- _Data_:

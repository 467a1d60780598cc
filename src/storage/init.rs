//! Storage initialization
//!
//! First-run setup: directories, default settings and the starter category
//! set. The starter labels are the ones the built-in merchant rules assign.

use tracing::info;

use crate::config::paths::SpendwisePaths;
use crate::config::settings::Settings;
use crate::error::SpendwiseError;
use crate::models::{Bucket, Category, CategoryGroup};

use super::categories::CategoryData;
use super::file_io::write_json_atomic;

/// Starter groups and their categories
pub const DEFAULT_CATEGORIES: &[(&str, &[(&str, Bucket)])] = &[
    ("Income", &[("Income", Bucket::Income)]),
    (
        "Essentials",
        &[
            ("Housing", Bucket::Needs),
            ("Utilities", Bucket::Needs),
            ("Groceries", Bucket::Needs),
            ("Transportation", Bucket::Needs),
            ("Fuel", Bucket::Needs),
            ("Health & Pharmacy", Bucket::Needs),
            ("Insurance", Bucket::Needs),
            ("Fees", Bucket::Needs),
        ],
    ),
    (
        "Lifestyle",
        &[
            ("Food & Dining", Bucket::Wants),
            ("Entertainment", Bucket::Wants),
            ("Subscriptions", Bucket::Wants),
            ("Shopping", Bucket::Wants),
            ("Travel", Bucket::Wants),
        ],
    ),
    (
        "Money Movement",
        &[
            ("Savings", Bucket::Savings),
            ("Transfer", Bucket::Transfer),
            ("Cash & ATM", Bucket::Transfer),
        ],
    ),
];

/// Initialize storage for a fresh installation
///
/// Existing files are left untouched, so running it twice is harmless.
pub fn initialize_storage(paths: &SpendwisePaths) -> Result<(), SpendwiseError> {
    paths.ensure_directories()?;

    if !paths.settings_file().exists() {
        Settings::default().save(paths)?;
        info!(path = %paths.settings_file().display(), "wrote default settings");
    }

    if !paths.categories_file().exists() {
        create_default_categories(paths)?;
    }

    Ok(())
}

fn create_default_categories(paths: &SpendwisePaths) -> Result<(), SpendwiseError> {
    let mut groups = Vec::new();
    let mut categories = Vec::new();

    for (i, (group_name, members)) in DEFAULT_CATEGORIES.iter().enumerate() {
        let group = CategoryGroup::with_sort_order(group_name, i as i32);
        for (j, (name, bucket)) in members.iter().enumerate() {
            let mut category = Category::with_exact_name(*name, *bucket).in_group(group.id);
            category.sort_order = j as i32;
            categories.push(category);
        }
        groups.push(group);
    }

    info!(
        groups = groups.len(),
        categories = categories.len(),
        "created default categories"
    );
    write_json_atomic(paths.categories_file(), &CategoryData { groups, categories })
}
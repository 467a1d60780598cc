//! Merchant history repository
//!
//! Merchant profiles are keyed by their normalized pattern.

use std::collections::HashMap;
use std::path::PathBuf;
use std::sync::RwLock;

use crate::error::SpendwiseError;
use crate::models::MerchantProfile;

use super::collection::lock_error;
use super::file_io::{read_json, write_json_atomic};

#[derive(Debug, Clone, Default, serde::Serialize, serde::Deserialize)]
struct MerchantData {
    merchants: Vec<MerchantProfile>,
}

fn key(pattern: &str) -> String {
    pattern.trim().to_uppercase()
}

/// Repository for learned merchant history
pub struct MerchantRepository {
    path: PathBuf,
    data: RwLock<HashMap<String, MerchantProfile>>,
}

impl MerchantRepository {
    pub fn new(path: PathBuf) -> Self {
        Self {
            path,
            data: RwLock::new(HashMap::new()),
        }
    }

    pub fn load(&self) -> Result<(), SpendwiseError> {
        let file_data: MerchantData = read_json(&self.path)?;
        let mut data = self.data.write().map_err(lock_error)?;

        data.clear();
        for profile in file_data.merchants {
            data.insert(key(&profile.pattern), profile);
        }
        Ok(())
    }

    pub fn save(&self) -> Result<(), SpendwiseError> {
        let merchants = self.get_all()?;
        write_json_atomic(&self.path, &MerchantData { merchants })
    }

    /// Profile for an exact merchant pattern
    pub fn get(&self, pattern: &str) -> Result<Option<MerchantProfile>, SpendwiseError> {
        let data = self.data.read().map_err(lock_error)?;
        Ok(data.get(&key(pattern)).cloned())
    }

    /// All profiles sorted by pattern
    pub fn get_all(&self) -> Result<Vec<MerchantProfile>, SpendwiseError> {
        let data = self.data.read().map_err(lock_error)?;
        let mut list: Vec<_> = data.values().cloned().collect();
        list.sort_by(|a, b| a.pattern.cmp(&b.pattern));
        Ok(list)
    }

    /// The existing profile for a pattern, or a fresh one (not yet stored)
    pub fn get_or_new(&self, pattern: &str) -> Result<MerchantProfile, SpendwiseError> {
        Ok(self
            .get(pattern)?
            .unwrap_or_else(|| MerchantProfile::new(key(pattern))))
    }

    pub fn upsert(&self, profile: MerchantProfile) -> Result<(), SpendwiseError> {
        let mut data = self.data.write().map_err(lock_error)?;
        data.insert(key(&profile.pattern), profile);
        Ok(())
    }

    pub fn delete(&self, pattern: &str) -> Result<bool, SpendwiseError> {
        let mut data = self.data.write().map_err(lock_error)?;
        Ok(data.remove(&key(pattern)).is_some())
    }

    pub fn count(&self) -> Result<usize, SpendwiseError> {
        let data = self.data.read().map_err(lock_error)?;
        Ok(data.len())
    }
}
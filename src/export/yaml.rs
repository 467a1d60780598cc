//! YAML Export functionality
//!
//! Exports the complete data set to YAML for a human-readable backup.

use std::io::Write;

use crate::error::{SpendwiseError, SpendwiseResult};
use crate::export::json::FullExport;
use crate::storage::Storage;

/// Export the full data set to YAML
pub fn export_full_yaml<W: Write>(storage: &Storage, writer: &mut W) -> SpendwiseResult<()> {
    let export = FullExport::from_storage(storage)?;

    let header = format!(
        "# Spendwise full export\n# Generated: {}\n# App Version: {}\n#\n# Contains all your financial data. Keep it private.\n\n",
        export.exported_at, export.app_version
    );
    writer
        .write_all(header.as_bytes())
        .map_err(|e| SpendwiseError::Export(e.to_string()))?;

    serde_yaml::to_writer(writer, &export).map_err(|e| SpendwiseError::Export(e.to_string()))?;
    Ok(())
}

/// Read back a YAML export; comment lines are ignored by the parser
pub fn import_from_yaml(yaml_str: &str) -> SpendwiseResult<FullExport> {
    let export: FullExport =
        serde_yaml::from_str(yaml_str).map_err(|e| SpendwiseError::Import(e.to_string()))?;
    export.validate().map_err(SpendwiseError::Import)?;
    Ok(export)
}
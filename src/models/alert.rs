//! Alert model
//!
//! Alerts are produced by budget checks and by AI insight generation, and
//! stay listed until the user dismisses them.

use chrono::{DateTime, Utc};
use serde::{Deserialize, Serialize};
use std::fmt;

use super::ids::{AlertId, BudgetId};

#[derive(Debug, Clone, Copy, PartialEq, Eq, Hash, Serialize, Deserialize)]
#[serde(rename_all = "snake_case")]
pub enum AlertKind {
    /// Observation from AI analysis
    Insight,
    /// A budget crossed a utilisation threshold
    BudgetWarning,
    /// Unusual activity
    Anomaly,
}

impl fmt::Display for AlertKind {
    fn fmt(&self, f: &mut fmt::Formatter<'_>) -> fmt::Result {
        match self {
            Self::Insight => write!(f, "Insight"),
            Self::BudgetWarning => write!(f, "Budget"),
            Self::Anomaly => write!(f, "Anomaly"),
        }
    }
}

#[derive(Debug, Clone, Copy, PartialEq, Eq, PartialOrd, Ord, Hash, Serialize, Deserialize)]
#[serde(rename_all = "lowercase")]
pub enum Severity {
    Info,
    Warning,
    Critical,
}

impl Severity {
    /// Lenient parse, used for AI output; unknown values become Info
    pub fn parse_lenient(s: &str) -> Self {
        match s.trim().to_lowercase().as_str() {
            "critical" | "high" | "error" => Self::Critical,
            "warning" | "warn" | "medium" => Self::Warning,
            _ => Self::Info,
        }
    }
}

impl fmt::Display for Severity {
    fn fmt(&self, f: &mut fmt::Formatter<'_>) -> fmt::Result {
        match self {
            Self::Info => write!(f, "info"),
            Self::Warning => write!(f, "warning"),
            Self::Critical => write!(f, "critical"),
        }
    }
}

#[derive(Debug, Clone, Serialize, Deserialize)]
pub struct Alert {
    pub id: AlertId,

    pub kind: AlertKind,

    pub severity: Severity,

    pub title: String,

    pub message: String,

    /// Category the alert concerns, if any
    #[serde(default)]
    pub category: Option<String>,

    /// Budget the alert concerns, for budget warnings
    #[serde(default)]
    pub budget_id: Option<BudgetId>,

    /// Budget period the alert was raised for (e.g. "2025-01-01..2025-01-31")
    #[serde(default)]
    pub period: Option<String>,

    #[serde(default)]
    pub dismissed: bool,

    pub created_at: DateTime<Utc>,
}

impl Alert {
    pub fn new(
        kind: AlertKind,
        severity: Severity,
        title: impl Into<String>,
        message: impl Into<String>,
    ) -> Self {
        Self {
            id: AlertId::new(),
            kind,
            severity,
            title: title.into(),
            message: message.into(),
            category: None,
            budget_id: None,
            period: None,
            dismissed: false,
            created_at: Utc::now(),
        }
    }

    pub fn with_category(mut self, category: impl Into<String>) -> Self {
        self.category = Some(category.into());
        self
    }

    pub fn for_budget(mut self, budget_id: BudgetId, period: impl Into<String>) -> Self {
        self.budget_id = Some(budget_id);
        self.period = Some(period.into());
        self
    }

    pub fn dismiss(&mut self) {
        self.dismissed = true;
    }

    pub fn is_active(&self) -> bool {
        !self.dismissed
    }
}

impl fmt::Display for Alert {
    fn fmt(&self, f: &mut fmt::Formatter<'_>) -> fmt::Result {
        write!(f, "[{}] {}: {}", self.severity, self.title, self.message)
    }
}

#[cfg(test)]
mod tests {
    use super::*;

    #[test]
    fn test_new_alert() {
        let budget_id = BudgetId::new();
        let mut alert = Alert::new(
            AlertKind::BudgetWarning,
            Severity::Warning,
            "Groceries at 85%",
            "Spent 340.00 of 400.00",
        )
        .with_category("Groceries")
        .for_budget(budget_id, "2025-01-01..2025-01-31");

        assert!(alert.is_active());
        assert_eq!(alert.budget_id, Some(budget_id));
        assert_eq!(alert.to_string(), "[warning] Groceries at 85%: Spent 340.00 of 400.00");

        alert.dismiss();
        assert!(!alert.is_active());
    }

    #[test]
    fn test_severity_ordering_and_parse() {
        assert!(Severity::Critical > Severity::Warning);
        assert!(Severity::Warning > Severity::Info);
        assert_eq!(Severity::parse_lenient("HIGH"), Severity::Critical);
        assert_eq!(Severity::parse_lenient("warn"), Severity::Warning);
        assert_eq!(Severity::parse_lenient("whatever"), Severity::Info);
    }
}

- _What you need to do_: Show, from the listing above, every line holding the word "impl".

- _Reply_:
impl MerchantRepository {
impl fmt::Display for AlertKind {
impl Severity {
impl fmt::Display for Severity {
impl Alert {
        title: impl Into<String>,
        message: impl Into<String>,
    pub fn with_category(mut self, category: impl Into<String>) -> Self {
    pub fn for_budget(mut self, budget_id: BudgetId, period: impl Into<String>) -> Self {
impl fmt::Display for Alert {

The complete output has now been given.